[[ Material supplied open ]]
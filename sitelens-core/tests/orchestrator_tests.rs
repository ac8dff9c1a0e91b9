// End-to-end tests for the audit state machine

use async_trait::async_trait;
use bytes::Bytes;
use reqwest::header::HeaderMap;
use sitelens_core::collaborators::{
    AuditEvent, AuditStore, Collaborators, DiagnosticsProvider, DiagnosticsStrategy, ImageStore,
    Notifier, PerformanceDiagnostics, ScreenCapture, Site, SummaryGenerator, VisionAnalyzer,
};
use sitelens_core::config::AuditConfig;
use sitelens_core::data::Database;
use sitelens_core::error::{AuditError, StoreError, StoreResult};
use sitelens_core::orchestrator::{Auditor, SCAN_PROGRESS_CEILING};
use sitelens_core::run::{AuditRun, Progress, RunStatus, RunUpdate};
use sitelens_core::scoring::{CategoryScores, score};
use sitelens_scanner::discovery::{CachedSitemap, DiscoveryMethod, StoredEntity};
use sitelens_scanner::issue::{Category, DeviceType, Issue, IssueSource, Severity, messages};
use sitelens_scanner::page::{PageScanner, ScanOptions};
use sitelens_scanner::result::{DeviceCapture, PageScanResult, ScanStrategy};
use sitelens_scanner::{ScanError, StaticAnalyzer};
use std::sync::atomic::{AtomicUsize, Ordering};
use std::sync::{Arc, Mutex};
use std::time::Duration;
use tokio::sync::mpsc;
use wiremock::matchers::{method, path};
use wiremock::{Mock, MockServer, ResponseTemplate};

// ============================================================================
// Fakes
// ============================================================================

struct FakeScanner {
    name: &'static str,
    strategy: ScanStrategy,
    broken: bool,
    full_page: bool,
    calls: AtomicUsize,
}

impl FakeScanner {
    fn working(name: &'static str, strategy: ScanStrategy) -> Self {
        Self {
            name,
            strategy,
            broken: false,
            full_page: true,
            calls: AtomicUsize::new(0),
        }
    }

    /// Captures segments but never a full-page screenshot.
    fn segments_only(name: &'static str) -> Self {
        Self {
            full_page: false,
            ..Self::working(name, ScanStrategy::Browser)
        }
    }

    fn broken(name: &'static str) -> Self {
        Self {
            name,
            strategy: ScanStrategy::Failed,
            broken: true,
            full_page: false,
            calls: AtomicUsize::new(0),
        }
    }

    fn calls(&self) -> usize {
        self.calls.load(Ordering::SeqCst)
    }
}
[[ Material supplied closed ]]
To do —
The task requires that all the material be restated word for word.

Solved problem —
filename sitelens-core/tests/orchestrator_tests.rs
repository ac8dff9c1a0e91b9
// End-to-end tests for the audit state machine

use async_trait::async_trait;
use bytes::Bytes;
use reqwest::header::HeaderMap;
use sitelens_core::collaborators::{
    AuditEvent, AuditStore, Collaborators, DiagnosticsProvider, DiagnosticsStrategy, ImageStore,
    Notifier, PerformanceDiagnostics, ScreenCapture, Site, SummaryGenerator, VisionAnalyzer,
};
use sitelens_core::config::AuditConfig;
use sitelens_core::data::Database;
use sitelens_core::error::{AuditError, StoreError, StoreResult};
use sitelens_core::orchestrator::{Auditor, SCAN_PROGRESS_CEILING};
use sitelens_core::run::{AuditRun, Progress, RunStatus, RunUpdate};
use sitelens_core::scoring::{CategoryScores, score};
use sitelens_scanner::discovery::{CachedSitemap, DiscoveryMethod, StoredEntity};
use sitelens_scanner::issue::{Category, DeviceType, Issue, IssueSource, Severity, messages};
use sitelens_scanner::page::{PageScanner, ScanOptions};
use sitelens_scanner::result::{DeviceCapture, PageScanResult, ScanStrategy};
use sitelens_scanner::{ScanError, StaticAnalyzer};
use std::sync::atomic::{AtomicUsize, Ordering};
use std::sync::{Arc, Mutex};
use std::time::Duration;
use tokio::sync::mpsc;
use wiremock::matchers::{method, path};
use wiremock::{Mock, MockServer, ResponseTemplate};

// ============================================================================
// Fakes
// ============================================================================

struct FakeScanner {
    name: &'static str,
    strategy: ScanStrategy,
    broken: bool,
    full_page: bool,
    calls: AtomicUsize,
}

impl FakeScanner {
    fn working(name: &'static str, strategy: ScanStrategy) -> Self {
        Self {
            name,
            strategy,
            broken: false,
            full_page: true,
            calls: AtomicUsize::new(0),
        }
    }

    /// Captures segments but never a full-page screenshot.
    fn segments_only(name: &'static str) -> Self {
        Self {
            full_page: false,
            ..Self::working(name, ScanStrategy::Browser)
        }
    }

    fn broken(name: &'static str) -> Self {
        Self {
            name,
            strategy: ScanStrategy::Failed,
            broken: true,
            full_page: false,
            calls: AtomicUsize::new(0),
        }
    }

    fn calls(&self) -> usize {
        self.calls.load(Ordering::SeqCst)
    }
}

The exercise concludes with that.